Seni mewarnai perjalanan hidup manusia sepanjang sejarah. Oleh karena itu, tidak ada yang namanya orang primitif (primitive peoples). Pada 1990, Monsieur Jean Clottes (pakar seni prasejarah) meneliti lukisan Zaman Batu (Stone-Age) di gua Lascaux-Prancis. Clottes melihat lukisan kuda berhadapan dengan badak. Lukisan tersebut membuatnya kagum, tersentuh, dan meneteskan air mata. Ia menyaksikan lukisan yang merupakan karya agung dunia (the world’s great masterpieces). Kesaksian Clottes memicu pertanyaan teologis dan filosofis terkait daya tarik universal seni dan kemampuan seni berbicara di ranah publik.

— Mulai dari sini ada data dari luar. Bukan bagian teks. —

//! Story generation against the generative provider.
//!
//! A request runs in two sequential phases:
//!
//! 1. **Story** (required): a schema-constrained request whose JSON answer
//!    becomes the [`Anecdote`]. Any failure here fails the whole request.
//! 2. **Illustration** (best-effort): a free-form image request. Failures
//!    are logged and the story is returned without an image.

mod prompt;
mod provider;
pub mod schema;

pub use prompt::{illustration_prompt, story_prompt, system_instruction};
pub use provider::ContentProvider;
pub use schema::{anecdote_schema, parse_story};

use crate::anecdote::{data_uri, Anecdote};
use gemini::{Gemini, Modality, Request};
use std::sync::Arc;
use thiserror::Error;
use tracing::{debug, warn};

/// Message shown to the user whenever a story cannot be produced.
pub const GENERATION_FAILED_MESSAGE: &str = "Failed to unearth a story. Please try again.";

/// The story phase failed. Displays as the user-facing message; the
/// underlying cause is available through [`GenerationError::cause`].
#[derive(Debug, Error)]
#[error("Failed to unearth a story. Please try again.")]
pub struct GenerationError {
    #[source]
    cause: GenerationFailure,
}

impl GenerationError {
    pub fn cause(&self) -> &GenerationFailure {
        &self.cause
    }
}

impl From<GenerationFailure> for GenerationError {
    fn from(cause: GenerationFailure) -> Self {
        Self { cause }
    }
}

/// Why the story phase failed.
#[derive(Debug, Error)]
pub enum GenerationFailure {
    #[error("topic is empty")]
    EmptyTopic,

    #[error("provider request failed: {0}")]
    Provider(#[from] gemini::Error),

    #[error("provider returned no text")]
    EmptyResponse,

    #[error("response is not a valid anecdote: {0}")]
    Malformed(#[from] serde_json::Error),

    #[error("response breaks the anecdote contract: {0}")]
    Contract(String),
}

/// Why the illustration phase produced nothing. Never surfaced to users.
#[derive(Debug, Error)]
pub enum IllustrationError {
    #[error("provider request failed: {0}")]
    Provider(#[from] gemini::Error),

    #[error("response contained no image")]
    NoImage,
}

/// Configuration for the generator.
#[derive(Debug, Clone)]
pub struct GeneratorConfig {
    /// Model for the story phase.
    pub text_model: String,

    /// Model for the illustration phase.
    pub image_model: String,

    /// Sampling temperature for the story phase.
    pub temperature: f32,

    /// Whether to run the illustration phase at all.
    pub illustrate: bool,
}

impl Default for GeneratorConfig {
    fn default() -> Self {
        Self {
            text_model: "gemini-2.5-flash".to_string(),
            image_model: "gemini-2.5-flash-image".to_string(),
            temperature: 0.3,
            illustrate: true,
        }
    }
}

impl GeneratorConfig {
    pub fn with_text_model(mut self, model: impl Into<String>) -> Self {
        self.text_model = model.into();
        self
    }

    pub fn with_image_model(mut self, model: impl Into<String>) -> Self {
        self.image_model = model.into();
        self
    }

    pub fn with_temperature(mut self, temperature: f32) -> Self {
        self.temperature = temperature;
        self
    }

    pub fn with_illustrations(mut self, illustrate: bool) -> Self {
        self.illustrate = illustrate;
        self
    }
}

/// Turns a topic into an [`Anecdote`].
#[derive(Clone)]
pub struct Generator {
    provider: Arc<dyn ContentProvider>,
    config: GeneratorConfig,
}

impl Generator {
    pub fn new(provider: Arc<dyn ContentProvider>) -> Self {
        Self {
            provider,
            config: GeneratorConfig::default(),
        }
    }

    /// A generator backed by Gemini, keyed from the environment.
    pub fn from_env() -> Result<Self, gemini::Error> {
        Ok(Self::new(Arc::new(Gemini::from_env()?)))
    }

    pub fn with_config(mut self, config: GeneratorConfig) -> Self {
        self.config = config;
        self
    }

    pub fn config(&self) -> &GeneratorConfig {
        &self.config
    }

    /// Generate a story about `topic` in `language`, illustrated if possible.
    ///
    /// Fails only when the story phase fails.
    pub async fn generate(&self, topic: &str, language: &str) -> Result<Anecdote, GenerationError> {
        let mut anecdote = self.write_story(topic, language).await.map_err(|cause| {
            warn!(topic, language, error = %cause, "story generation failed");
            GenerationError::from(cause)
        })?;

        if self.config.illustrate {
            match self.illustrate(&anecdote).await {
                Ok(uri) => anecdote.image_url = Some(uri),
                Err(e) => warn!(title = %anecdote.title, error = %e, "illustration skipped"),
            }
        }

        Ok(anecdote)
    }

    /// Story phase: request, then parse and check the structured answer.
    pub async fn write_story(&self, topic: &str, language: &str) -> Result<Anecdote, GenerationFailure> {
        let topic = topic.trim();
        if topic.is_empty() {
            return Err(GenerationFailure::EmptyTopic);
        }

        let request = Request::prompt(story_prompt(topic, language))
            .with_model(&self.config.text_model)
            .with_system_instruction(system_instruction(language))
            .with_temperature(self.config.temperature)
            .with_json_schema(anecdote_schema());

        debug!(topic, language, model = %self.config.text_model, "requesting story");
        let response = self.provider.generate_content(request).await?;
        debug!(
            model_version = response.model_version.as_deref().unwrap_or("unknown"),
            finish_reason = ?response.finish_reason(),
            prompt_tokens = ?response.usage.as_ref().map(|u| u.prompt_tokens),
            output_tokens = ?response.usage.as_ref().map(|u| u.output_tokens),
            "story response received"
        );
        let Some(text) = response.text() else {
            warn!(finish_reason = ?response.finish_reason(), "story response carried no text");
            return Err(GenerationFailure::EmptyResponse);
        };
        parse_story(&text)
    }

    /// Illustration phase: returns a data URI for the first inline image.
    pub async fn illustrate(&self, anecdote: &Anecdote) -> Result<String, IllustrationError> {
        let request = Request::prompt(illustration_prompt(&anecdote.title, &anecdote.topic))
            .with_model(&self.config.image_model)
            .with_response_modalities(vec![Modality::Image, Modality::Text]);

        debug!(title = %anecdote.title, model = %self.config.image_model, "requesting illustration");
        let response = self.provider.generate_content(request).await?;
        let image = response.first_inline_data().ok_or(IllustrationError::NoImage)?;
        Ok(data_uri(&image.mime_type, &image.data))
    }
}

#[cfg(test)]
mod tests {
    use super::*;
    use crate::testing::{sample_story, MockProvider};
    use gemini::{Candidate, FinishReason, Response};

    fn generator(provider: &Arc<MockProvider>) -> Generator {
        Generator::new(provider.clone())
    }

    #[tokio::test]
    async fn test_generate_with_illustration() {
        let provider = Arc::new(MockProvider::new());
        provider
            .queue_story(sample_story("The Falling Fruit", "Classical Mechanics"))
            .queue_image("image/png", "iVBORw0KGgo=");

        let anecdote = generator(&provider).generate("Gravity", "English").await.unwrap();

        assert_eq!(anecdote.title, "The Falling Fruit");
        assert_eq!(anecdote.topic, "Classical Mechanics");
        assert_eq!(
            anecdote.image_url.as_deref(),
            Some("data:image/png;base64,iVBORw0KGgo=")
        );
        assert_eq!(provider.text_request_count(), 1);
        assert_eq!(provider.image_request_count(), 1);
    }

    #[tokio::test]
    async fn test_story_request_shape() {
        let provider = Arc::new(MockProvider::new());
        provider.queue_story(sample_story("La Manzana", "Física"));

        generator(&provider).generate("  Gravity ", "Spanish").await.unwrap();

        let request = provider.text_requests().remove(0);
        assert_eq!(request.model.as_deref(), Some("gemini-2.5-flash"));
        assert_eq!(request.temperature, Some(0.3));
        assert_eq!(request.response_mime_type.as_deref(), Some("application/json"));
        assert_eq!(request.response_schema, Some(anecdote_schema()));
        assert!(request.prompt_text().contains("\"Gravity\""));
        assert!(request.system_instruction.unwrap().contains("Spanish"));

        let image_request = provider.image_requests().remove(0);
        assert_eq!(image_request.model.as_deref(), Some("gemini-2.5-flash-image"));
        assert!(image_request.prompt_text().contains("La Manzana"));
    }

    #[tokio::test]
    async fn test_image_failure_keeps_story() {
        let provider = Arc::new(MockProvider::new());
        provider
            .queue_story(sample_story("Eureka", "Buoyancy"))
            .queue_image_error("image service unavailable");

        let anecdote = generator(&provider).generate("Archimedes", "English").await.unwrap();
        assert_eq!(anecdote.title, "Eureka");
        assert!(anecdote.image_url.is_none());
    }

    #[tokio::test]
    async fn test_image_response_without_image_keeps_story() {
        let provider = Arc::new(MockProvider::new());
        provider
            .queue_story(sample_story("Eureka", "Buoyancy"))
            .queue_image_text("I cannot draw that.");

        let anecdote = generator(&provider).generate("Archimedes", "English").await.unwrap();
        assert!(anecdote.image_url.is_none());
    }

    #[tokio::test]
    async fn test_illustrations_can_be_disabled() {
        let provider = Arc::new(MockProvider::new());
        provider.queue_story(sample_story("Eureka", "Buoyancy"));

        let anecdote = generator(&provider)
            .with_config(GeneratorConfig::default().with_illustrations(false))
            .generate("Archimedes", "English")
            .await
            .unwrap();

        assert!(anecdote.image_url.is_none());
        assert_eq!(provider.image_request_count(), 0);
    }

    #[tokio::test]
    async fn test_provider_error_is_generation_error() {
        let provider = Arc::new(MockProvider::new());
        provider.queue_text_error("connection reset");

        let err = generator(&provider).generate("Gravity", "English").await.unwrap_err();
        assert_eq!(err.to_string(), GENERATION_FAILED_MESSAGE);
        assert!(matches!(err.cause(), GenerationFailure::Provider(_)));
        assert_eq!(provider.image_request_count(), 0);
    }

    #[tokio::test]
    async fn test_empty_and_malformed_payloads_fail() {
        let provider = Arc::new(MockProvider::new());
        provider.queue_text("").queue_text("this is not json");
        let generator = generator(&provider);

        let empty = generator.generate("Gravity", "English").await.unwrap_err();
        assert!(matches!(empty.cause(), GenerationFailure::EmptyResponse));

        let malformed = generator.generate("Gravity", "English").await.unwrap_err();
        assert!(matches!(malformed.cause(), GenerationFailure::Malformed(_)));
        assert_eq!(provider.text_request_count(), 2);
    }

    #[tokio::test]
    async fn test_blocked_story_is_empty_response() {
        let provider = Arc::new(MockProvider::new());
        provider.queue_text_response(Response {
            candidates: vec![Candidate {
                parts: Vec::new(),
                finish_reason: Some(FinishReason::Safety),
            }],
            ..Default::default()
        });

        let err = generator(&provider).generate("Gravity", "English").await.unwrap_err();
        assert!(matches!(err.cause(), GenerationFailure::EmptyResponse));
        assert_eq!(provider.image_request_count(), 0);
    }

    #[tokio::test]
    async fn test_empty_topic_makes_no_request() {
        let provider = Arc::new(MockProvider::new());
        let err = generator(&provider).generate("   ", "English").await.unwrap_err();

        assert!(matches!(err.cause(), GenerationFailure::EmptyTopic));
        assert_eq!(provider.text_request_count(), 0);
    }
}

Universalitas seni tidak membantu para filsuf mencapai kesepakatan mengenai sifat intrinsik seni. Platon, Aristoteles, Hegel, Kant, Clive Bell, dan Morris Wetz berupaya mendefinisikan seni. Namun, definisi yang mereka sampaikan belum diterima secara universal. Bahkan para filsuf modern membantah Platon yang mendefinisikan seni sebagai imitasi (imitation). Terkait hal ini, Mark Rothko dan Yves Klein yang menyajikan lukisan dalam bentuk bidang warna dan tidak meniru objek apa pun memperoleh penghargaan pada abad XX.

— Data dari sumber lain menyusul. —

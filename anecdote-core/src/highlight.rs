//! Inline definitions for tough words.
//!
//! The story is split into typed segments rather than rewritten with
//! delimiter markers, so stories containing any character sequence render
//! intact.

use crate::anecdote::ToughWord;

/// A piece of a story as shown to the reader.
#[derive(Debug, Clone, PartialEq, Eq)]
pub enum StorySegment {
    /// Ordinary text.
    Plain(String),
    /// A tough word as it appears in the story, with its definition.
    Term { word: String, definition: String },
}

/// Split `story` so the first whole-word, case-insensitive occurrence of
/// each tough word becomes a [`StorySegment::Term`].
///
/// Words that do not occur, or whose only occurrences overlap an earlier
/// match, are left unmarked.
pub fn segment_story(story: &str, tough_words: &[ToughWord]) -> Vec<StorySegment> {
    let mut matches: Vec<(usize, usize, &str)> = Vec::new();

    for tough in tough_words {
        let word = tough.word.trim();
        if word.is_empty() {
            continue;
        }
        if let Some((start, end)) = find_word(story, word, &matches) {
            matches.push((start, end, tough.definition.as_str()));
        }
    }
    matches.sort_by_key(|&(start, _, _)| start);

    let mut segments = Vec::with_capacity(matches.len() * 2 + 1);
    let mut cursor = 0;
    for (start, end, definition) in matches {
        if start > cursor {
            segments.push(StorySegment::Plain(story[cursor..start].to_string()));
        }
        segments.push(StorySegment::Term {
            word: story[start..end].to_string(),
            definition: definition.to_string(),
        });
        cursor = end;
    }
    if cursor < story.len() {
        segments.push(StorySegment::Plain(story[cursor..].to_string()));
    }
    segments
}

fn find_word(story: &str, word: &str, taken: &[(usize, usize, &str)]) -> Option<(usize, usize)> {
    story.char_indices().find_map(|(start, _)| {
        let end = match_at(story, start, word)?;
        let free = taken.iter().all(|&(s, e, _)| end <= s || start >= e);
        (free && is_whole_word(story, start, end)).then_some((start, end))
    })
}

/// End offset if `word` matches case-insensitively at `start`.
fn match_at(story: &str, start: usize, word: &str) -> Option<usize> {
    let mut rest = story[start..].char_indices();
    for expected in word.chars() {
        let (_, actual) = rest.next()?;
        if !actual.to_lowercase().eq(expected.to_lowercase()) {
            return None;
        }
    }
    Some(rest.next().map(|(offset, _)| start + offset).unwrap_or(story.len()))
}

fn is_word_char(c: char) -> bool {
    c.is_alphanumeric() || c == '_'
}

fn is_whole_word(story: &str, start: usize, end: usize) -> bool {
    let before = story[..start].chars().next_back();
    let after = story[end..].chars().next();
    !before.is_some_and(is_word_char) && !after.is_some_and(is_word_char)
}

Para filsuf meyakini, jika kualitas yang sama untuk semua karya seni ditemukan, maka persoalan utama estetika terselesaikan. Menurut Clive Bell, teori seni dikatakan memadai apabila mampu mengidentifikasi kualitas esensial karya seni. Mampu membedakan karya seni dari objek lainnya. Perlu diketahui bahwa pendekatan esensialis melahirkan definisi yang beragam. Kant memandang seni sebagai tujuan tanpa tujuan (purposiveness without purpose). Sedangkan Benedetto Croce melihat seni sebagai intuisi. Clive Bell menilai seni sebagai bentuk signifikan (significant form). Susan Langer mengaitkan seni dengan perasaan simbolis (symbolic feeling).
Definisi seni yang disampaikan para filsuf memiliki kritik dan pendukung. Teori seni para filsuf seperti formalisme, voluntarisme, emosionalisme, intelektualisme, intuisionisme, dan organisme bertemu dalam upaya untuk menunjukkan karakteristik seni. Mereka saling mengklaim bahwa teori seni yang dikemukakannya paling benar. Kegagalan mencapai kesepakatan mengenai hakikat seni berdampak pada ketidaksepakatan terkait proses mengkategorikan sesuatu sebagai seni.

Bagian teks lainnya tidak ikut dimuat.